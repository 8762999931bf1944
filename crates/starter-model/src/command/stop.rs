use serde::Deserialize;

use crate::{Actor, BuildId, ModelError, TerminationRequest};

/// Validated "stop a node" command.
///
/// The build id comes from the routing key, the actor from the payload.
#[derive(Clone, Debug, PartialEq, Eq)]
pub struct StopCommand {
    pub build_id: BuildId,
    pub stopped_by: Option<Actor>,
}

#[derive(Deserialize)]
struct RawStopPayload {
    #[serde(default)]
    stopped_by: Option<String>,
}

impl StopCommand {
    /// Parse a stop-channel delivery: `routing_key` is `cmd.<build_id>`, `payload` a JSON object.
    pub fn parse(routing_key: &str, payload: &[u8]) -> Result<Self, ModelError> {
        let build_id = BuildId::from_routing_key(routing_key)?;
        let raw: RawStopPayload = serde_json::from_slice(payload)?;

        Ok(Self {
            build_id,
            stopped_by: raw.stopped_by.filter(|s| !s.trim().is_empty()),
        })
    }

    pub fn to_termination_request(&self) -> TerminationRequest {
        TerminationRequest::new(self.build_id.clone(), self.stopped_by.clone())
    }
}
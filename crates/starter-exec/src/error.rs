use starter_core::LifecycleError;
use starter_model::BuildId;
use thiserror::Error;

#[derive(Error, Debug)]
pub enum ExecError {
    #[error("missing program")]
    MissingProgram,
    #[error("spawn failed: {0}")]
    Spawn(String),
    #[error("encode {field}: {reason}")]
    Encode { field: &'static str, reason: String },
    #[error("signal {signal} failed: {reason}")]
    Signal { signal: &'static str, reason: String },
    #[error("process signals are not supported on this platform")]
    Unsupported,
}

pub type ExecResult<T> = Result<T, ExecError>;

impl ExecError {
    /// Launch-time failure of `build_id`.
    pub fn into_spawn(self, build_id: &BuildId) -> LifecycleError {
        LifecycleError::spawn(build_id, self.to_string())
    }

    /// Signal-delivery failure of `build_id`.
    pub fn into_termination(self, build_id: &BuildId) -> LifecycleError {
        LifecycleError::termination(build_id, self.to_string())
    }
}
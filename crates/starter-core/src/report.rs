use async_trait::async_trait;
use starter_model::BuildId;
use tracing::info;

use crate::error::LifecycleError;

/// Status-reporting sink.
///
/// Notifications are fire-and-forget from the lifecycle's point of view:
/// an error is logged by the caller and never aborts a start.
#[async_trait]
pub trait Reporter: Send + Sync + 'static {
    async fn setup(&self) -> Result<(), LifecycleError> {
        Ok(())
    }

    /// The start command was accepted; the node is about to be spawned.
    async fn received(&self, build_id: &BuildId) -> Result<(), LifecycleError>;

    /// The node process is running and registered.
    async fn started(&self, build_id: &BuildId) -> Result<(), LifecycleError>;
}

/// Reporter that only emits structured log events.
#[derive(Debug, Default, Clone, Copy)]
pub struct LogReporter;

#[async_trait]
impl Reporter for LogReporter {
    async fn received(&self, build_id: &BuildId) -> Result<(), LifecycleError> {
        info!(target: "starter.report", %build_id, status = "received", "build status");
        Ok(())
    }

    async fn started(&self, build_id: &BuildId) -> Result<(), LifecycleError> {
        info!(target: "starter.report", %build_id, status = "started", "build status");
        Ok(())
    }
}
use serde::Deserialize;
use serde_json::Value;
use starter_core::MemoryPublisher;
use starter_model::channel;
use tokio::io::{AsyncBufRead, AsyncBufReadExt};
use tracing::{debug, info, warn};

/// One line of input: a message for the start or the stop channel.
///
/// A string `payload` is sent verbatim, anything else as encoded JSON.
#[derive(Debug, Deserialize)]
struct Envelope {
    channel: String,
    #[serde(default)]
    routing_key: String,
    payload: Value,
}

impl Envelope {
    fn body(self) -> anyhow::Result<(String, Vec<u8>)> {
        let body = match self.payload {
            Value::String(raw) => raw.into_bytes(),
            other => serde_json::to_vec(&other)?,
        };
        Ok((self.routing_key, body))
    }
}

/// Forward newline-delimited envelopes until EOF. Returns the number forwarded.
///
/// Unreadable lines are logged and skipped.
pub async fn pump<R>(
    reader: R,
    start: MemoryPublisher,
    stop: MemoryPublisher,
) -> anyhow::Result<usize>
where
    R: AsyncBufRead + Unpin,
{
    let mut lines = reader.lines();
    let mut forwarded = 0;

    while let Some(line) = lines.next_line().await? {
        let line = line.trim();
        if line.is_empty() {
            continue;
        }

        let envelope: Envelope = match serde_json::from_str(line) {
            Ok(envelope) => envelope,
            Err(e) => {
                warn!(error = %e, "skipping unreadable input line");
                continue;
            }
        };

        let publisher = match envelope.channel.as_str() {
            channel::START => &start,
            channel::STOP => &stop,
            other => {
                warn!(channel = other, "skipping envelope for unknown channel");
                continue;
            }
        };
        let (routing_key, body) = envelope.body()?;
        let tag = publisher.publish(routing_key, body).await?;
        debug!(tag, "envelope forwarded");
        forwarded += 1;
    }

    info!(forwarded, "input closed");
    Ok(forwarded)
}
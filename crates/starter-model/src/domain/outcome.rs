use serde::{Deserialize, Serialize};

/// How a managed node process ended.
#[derive(Debug, Clone, Copy, PartialEq, Eq, Serialize, Deserialize)]
#[serde(rename_all = "camelCase")]
pub enum ExitOutcome {
    /// Exited with status code zero.
    Success,
    /// Exited with a non-zero status code.
    Failed { code: i32 },
    /// Terminated by a signal.
    Signaled { signal: i32 },
    /// Exit could not be observed (wait itself failed).
    Unknown,
}

impl ExitOutcome {
    pub fn is_success(&self) -> bool {
        matches!(self, ExitOutcome::Success)
    }

    /// Short label for logs and metrics.
    pub fn label(&self) -> &'static str {
        match self {
            ExitOutcome::Success => "success",
            ExitOutcome::Failed { .. } => "failed",
            ExitOutcome::Signaled { .. } => "signaled",
            ExitOutcome::Unknown => "unknown",
        }
    }
}
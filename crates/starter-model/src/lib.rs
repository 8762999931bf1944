//! Wire and domain types shared by the node starter crates.
//!
//! Inbound commands arrive as raw bytes on two channels:
//! - the start channel carries a JSON [`StartCommand`];
//! - the stop channel carries a routing key `cmd.<build_id>` plus a JSON payload parsed into a [`StopCommand`].
//!
//! Parsing never panics; every malformed input surfaces as a [`ModelError`].

mod domain;
pub use domain::*;

mod command;
pub use command::{StartCommand, StopCommand};

mod error;
pub use error::ModelError;
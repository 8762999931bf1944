use std::sync::{
    OnceLock,
    atomic::{AtomicBool, AtomicUsize, Ordering},
};

use async_trait::async_trait;
use starter_core::{LifecycleError, NodeProcess};
use starter_model::{BuildId, ExitOutcome, TerminationRequest};
use tokio::{
    io::{AsyncBufReadExt, AsyncRead, BufReader},
    process::Child,
    sync::{Mutex, Notify},
};
use tracing::{debug, info, warn};

use crate::util::{Signal, exit_outcome, send_signal};

/// A spawned node child process.
///
/// The child is only reaped while its lock is held, and `exited` is set under
/// that same lock. Signals take the lock too, so a signal can never reach a
/// pid that was already reaped and possibly reused. A pending
/// [`NodeProcess::wait`] hands the lock over whenever a signal asks for it.
pub struct ProcessNode {
    build_id: BuildId,
    pid: Option<u32>,
    child: Mutex<Child>,
    handover: Notify,
    signals_pending: AtomicUsize,
    exited: AtomicBool,
    outcome: OnceLock<ExitOutcome>,
}

impl ProcessNode {
    pub(crate) fn adopt(build_id: BuildId, mut child: Child) -> Self {
        if let Some(stdout) = child.stdout.take() {
            pipe_lines(build_id.clone(), "stdout", stdout);
        }
        if let Some(stderr) = child.stderr.take() {
            pipe_lines(build_id.clone(), "stderr", stderr);
        }

        Self {
            build_id,
            pid: child.id(),
            child: Mutex::new(child),
            handover: Notify::new(),
            signals_pending: AtomicUsize::new(0),
            exited: AtomicBool::new(false),
            outcome: OnceLock::new(),
        }
    }

    pub fn pid(&self) -> Option<u32> {
        self.pid
    }

    async fn signal(&self, signal: Signal) -> Result<(), LifecycleError> {
        let pending = PendingSignal::enter(&self.signals_pending);
        self.handover.notify_one();
        let _child = self.child.lock().await;
        drop(pending);

        let Some(pid) = self.pid.filter(|_| self.is_alive()) else {
            debug!(target: "starter.exec.node", build_id = %self.build_id, signal = signal.name(), "process already exited; signal skipped");
            return Ok(());
        };
        send_signal(pid, signal).map_err(|e| e.into_termination(&self.build_id))
    }
}

#[async_trait]
impl NodeProcess for ProcessNode {
    fn build_id(&self) -> &BuildId {
        &self.build_id
    }

    fn is_alive(&self) -> bool {
        !self.exited.load(Ordering::Acquire)
    }

    async fn wait(&self) -> ExitOutcome {
        loop {
            let mut child = self.child.lock().await;
            if let Some(outcome) = self.outcome.get() {
                return *outcome;
            }
            if self.signals_pending.load(Ordering::Acquire) > 0 {
                // A signaller has not queued on the lock yet.
                drop(child);
                tokio::task::yield_now().await;
                continue;
            }

            tokio::select! {
                status = child.wait() => {
                    let outcome = match status {
                        Ok(status) => exit_outcome(status),
                        Err(e) => {
                            warn!(target: "starter.exec.node", build_id = %self.build_id, error = %e, "wait on node process failed");
                            ExitOutcome::Unknown
                        }
                    };
                    self.exited.store(true, Ordering::Release);
                    let _ = self.outcome.set(outcome);
                    return outcome;
                }
                // Release the lock for a signal, then resume waiting.
                _ = self.handover.notified() => {}
            }
        }
    }

    async fn terminate(&self, request: &TerminationRequest) -> Result<(), LifecycleError> {
        info!(target: "starter.exec.node", build_id = %self.build_id, stopped_by = request.actor(), pid = ?self.pid, "sending SIGTERM");
        self.signal(Signal::Term).await
    }

    async fn force_terminate(&self) -> Result<(), LifecycleError> {
        info!(target: "starter.exec.node", build_id = %self.build_id, pid = ?self.pid, "sending SIGKILL");
        self.signal(Signal::Kill).await
    }
}

/// Counts a signaller from before it queues on the child lock until it holds it.
struct PendingSignal<'a>(&'a AtomicUsize);

impl<'a> PendingSignal<'a> {
    fn enter(count: &'a AtomicUsize) -> Self {
        count.fetch_add(1, Ordering::AcqRel);
        Self(count)
    }
}

impl Drop for PendingSignal<'_> {
    fn drop(&mut self) {
        self.0.fetch_sub(1, Ordering::AcqRel);
    }
}

fn pipe_lines<R>(build_id: BuildId, stream: &'static str, reader: R)
where
    R: AsyncRead + Unpin + Send + 'static,
{
    tokio::spawn(async move {
        let mut lines = BufReader::new(reader).lines();
        while let Ok(Some(line)) = lines.next_line().await {
            debug!(target: "starter.exec.node", %build_id, stream, %line);
        }
    });
}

────

Lines from the start of the records through the one containing "a JSON object." are what should be retyped, exactly and in full, both ends included.

**COMPLETED EXERCISE:**
repository 8762999931bf1944
filename crates/starter-model/src/command/stop.rs
use serde::Deserialize;

use crate::{Actor, BuildId, ModelError, TerminationRequest};

/// Validated "stop a node" command.
///
/// The build id comes from the routing key, the actor from the payload.
#[derive(Clone, Debug, PartialEq, Eq)]
pub struct StopCommand {
    pub build_id: BuildId,
    pub stopped_by: Option<Actor>,
}

#[derive(Deserialize)]
struct RawStopPayload {
    #[serde(default)]
    stopped_by: Option<String>,
}

impl StopCommand {
    /// Parse a stop-channel delivery: `routing_key` is `cmd.<build_id>`, `payload` a JSON object.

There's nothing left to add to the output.